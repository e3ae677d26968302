use crate::{Element, Node};

/// Namespaces written by drawing tools that carry no rendering information.
const EDITOR_NAMESPACES: &[&str] = &[
  "http://inkscape.sourceforge.net/DTD/sodipodi-0.dtd",
  "http://sodipodi.sourceforge.net/DTD/sodipodi-0.dtd",
  "http://www.inkscape.org/namespaces/inkscape",
  "http://www.bohemiancoding.com/sketch/ns",
  "http://ns.adobe.com/AdobeIllustrator/10.0/",
  "http://ns.adobe.com/Graphs/1.0/",
  "http://ns.adobe.com/AdobeSVGViewerExtensions/3.0/",
  "http://ns.adobe.com/Variables/1.0/",
  "http://ns.adobe.com/SaveForWeb/1.0/",
  "http://ns.adobe.com/Extensibility/1.0/",
  "http://ns.adobe.com/Flows/1.0/",
  "http://ns.adobe.com/ImageReplacement/1.0/",
  "http://ns.adobe.com/GenericCustomNamespace/1.0/",
  "http://ns.adobe.com/XPath/1.0/",
  "http://schemas.microsoft.com/visio/2003/SVGExtensions/",
  "http://taptrix.com/vectorillustrator/svg_extensions",
  "http://www.figma.com/figma/ns",
  "http://purl.org/dc/elements/1.1/",
  "http://creativecommons.org/ns#",
  "http://www.w3.org/1999/02/22-rdf-syntax-ns#",
  "http://www.serif.com/",
  "http://www.vector.evaxdesign.sk",
];

const REMOVED_ELEMENTS: &[&str] = &["metadata", "sodipodi:namedview"];

const REMOVED_ROOT_ATTRIBUTES: &[&str] = &["version", "xml:space", "enable-background"];

/// Collapses to nothing when they end up without children.
const CONTAINERS: &[&str] = &["g", "defs", "symbol", "marker", "clipPath", "mask", "pattern"];

/// A lightweight take on svgo's default preset. Comments, doctypes and
/// processing instructions are already gone after parsing.
pub fn optimize(root: &mut Element) {
  let editor_prefixes = remove_editor_namespace_declarations(root);
  for name in REMOVED_ROOT_ATTRIBUTES {
    root.remove_attr(name);
  }
  optimize_children(root, &editor_prefixes);
}

fn remove_editor_namespace_declarations(root: &mut Element) -> Vec<String> {
  let mut prefixes = vec![];
  root.attributes.retain(|attr| {
    let Some(prefix) = attr.name.strip_prefix("xmlns:") else {
      return true;
    };
    if EDITOR_NAMESPACES.contains(&attr.value.as_str()) {
      prefixes.push(prefix.to_string());
      false
    } else {
      true
    }
  });
  prefixes
}

fn is_editor_name(name: &str, editor_prefixes: &[String]) -> bool {
  name
    .split_once(':')
    .map_or(false, |(prefix, _)| editor_prefixes.iter().any(|p| p == prefix))
}

fn optimize_children(element: &mut Element, editor_prefixes: &[String]) {
  element
    .attributes
    .retain(|attr| !is_editor_name(&attr.name, editor_prefixes));
  for attr in element.attributes.iter_mut() {
    attr.value = collapse_whitespace(&attr.value).trim().to_string();
  }

  let preserve_whitespace = element.preserves_whitespace();
  let children = std::mem::take(&mut element.children);
  for child in children {
    match child {
      Node::Text(text) if preserve_whitespace => element.children.push(Node::Text(text)),
      Node::Text(text) => {
        if !text.trim().is_empty() {
          element.children.push(Node::Text(collapse_whitespace(&text)));
        }
      }
      Node::Element(mut child) => {
        if REMOVED_ELEMENTS.contains(&child.name.as_str())
          || is_editor_name(&child.name, editor_prefixes)
          || child.attr("display") == Some("none")
        {
          continue;
        }
        optimize_children(&mut child, editor_prefixes);

        if CONTAINERS.contains(&child.name.as_str())
          && child.children.is_empty()
          && child.attr("id").is_none()
        {
          continue;
        }
        // A bare group only adds nesting
        if child.name == "g" && child.attributes.is_empty() {
          element.children.extend(child.children);
          continue;
        }
        element.children.push(Node::Element(child));
      }
    }
  }
}

fn collapse_whitespace(value: &str) -> String {
  let mut out = String::with_capacity(value.len());
  let mut last_was_space = false;
  for ch in value.chars() {
    if ch.is_whitespace() {
      if !last_was_space {
        out.push(' ');
      }
      last_was_space = true;
    } else {
      out.push(ch);
      last_was_space = false;
    }
  }
  out
}
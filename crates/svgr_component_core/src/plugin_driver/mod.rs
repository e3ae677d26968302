use futures::future::join_all;
use svgr_component_error::Errors;
use svgr_component_plugin::{BuildPlugin, OutputBundle, PluginOrder, TransformArgs};
use tracing::instrument;

use crate::BuildResult;

/// A module after every plugin had the chance to rewrite it.
#[derive(Debug, Clone, PartialEq, Eq)]
pub struct TransformedModule {
  pub id: String,
  pub code: String,
  /// The map of the last plugin that handled the module.
  pub map: Option<String>,
  /// Whether any plugin returned a result for the module.
  pub handled: bool,
}

/// Host side of the plugin protocol: runs hooks in `enforce` order.
#[derive(Debug, Default)]
pub struct PluginDriver {
  plugins: Vec<Box<dyn BuildPlugin>>,
}

fn order_rank(order: Option<PluginOrder>) -> u8 {
  match order {
    Some(PluginOrder::Pre) => 0,
    None => 1,
    Some(PluginOrder::Post) => 2,
  }
}

impl PluginDriver {
  pub fn new(mut plugins: Vec<Box<dyn BuildPlugin>>) -> Self {
    svgr_component_tracing::enable_tracing_on_demand();
    // Stable, so plugins with the same hint keep the order they were given in
    plugins.sort_by_key(|plugin| order_rank(plugin.enforce()));
    Self { plugins }
  }

  pub fn plugin_names(&self) -> Vec<String> {
    self
      .plugins
      .iter()
      .map(|plugin| plugin.name().into_owned())
      .collect()
  }

  /// Feeds `code` through every `transform` hook; each handled result becomes
  /// the input of the next plugin.
  #[instrument(skip(self, code))]
  pub async fn transform(&self, id: &str, code: String) -> BuildResult<TransformedModule> {
    let mut module = TransformedModule {
      id: id.to_string(),
      code,
      map: None,
      handled: false,
    };
    for plugin in &self.plugins {
      let output = plugin
        .transform(&TransformArgs {
          id,
          code: &module.code,
        })
        .await
        .map_err(|err| err.context(format!("plugin {} failed to transform {id}", plugin.name())))?;
      if let Some(output) = output {
        tracing::trace!(plugin = %plugin.name(), "module transformed");
        module.code = output.code;
        module.map = output.map;
        module.handled = true;
      }
    }
    Ok(module)
  }

  /// Transforms all modules concurrently. Every failure is collected instead
  /// of stopping at the first one.
  pub async fn transform_all(
    &self,
    modules: Vec<(String, String)>,
  ) -> Result<Vec<TransformedModule>, Errors> {
    let results = join_all(
      modules
        .into_iter()
        .map(|(id, code)| async move { self.transform(&id, code).await }),
    )
    .await;

    let mut transformed = Vec::with_capacity(results.len());
    let mut failures = vec![];
    for result in results {
      match result {
        Ok(module) => transformed.push(module),
        Err(err) => failures.push(err),
      }
    }
    match Errors::try_from_vec(failures) {
      Some(errors) => Err(errors),
      None => Ok(transformed),
    }
  }

  #[instrument(skip_all)]
  pub async fn generate_bundle(&self, bundle: &mut OutputBundle) -> BuildResult<()> {
    for plugin in &self.plugins {
      plugin
        .generate_bundle(bundle)
        .await
        .map_err(|err| err.context(format!("plugin {} failed in generate_bundle", plugin.name())))?;
    }
    Ok(())
  }
}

Assigned task
Where the line containing "code)| async move" appears, start copying, and go on exactly through the last line of the data.

Response to this task
        .map(|(id, code)| async move { self.transform(&id, code).await }),
    )
    .await;

    let mut transformed = Vec::with_capacity(results.len());
    let mut failures = vec![];
    for result in results {
      match result {
        Ok(module) => transformed.push(module),
        Err(err) => failures.push(err),
      }
    }
    match Errors::try_from_vec(failures) {
      Some(errors) => Err(errors),
      None => Ok(transformed),
    }
  }

  #[instrument(skip_all)]
  pub async fn generate_bundle(&self, bundle: &mut OutputBundle) -> BuildResult<()> {
    for plugin in &self.plugins {
      plugin
        .generate_bundle(bundle)
        .await
        .map_err(|err| err.context(format!("plugin {} failed in generate_bundle", plugin.name())))?;
    }
    Ok(())
  }
}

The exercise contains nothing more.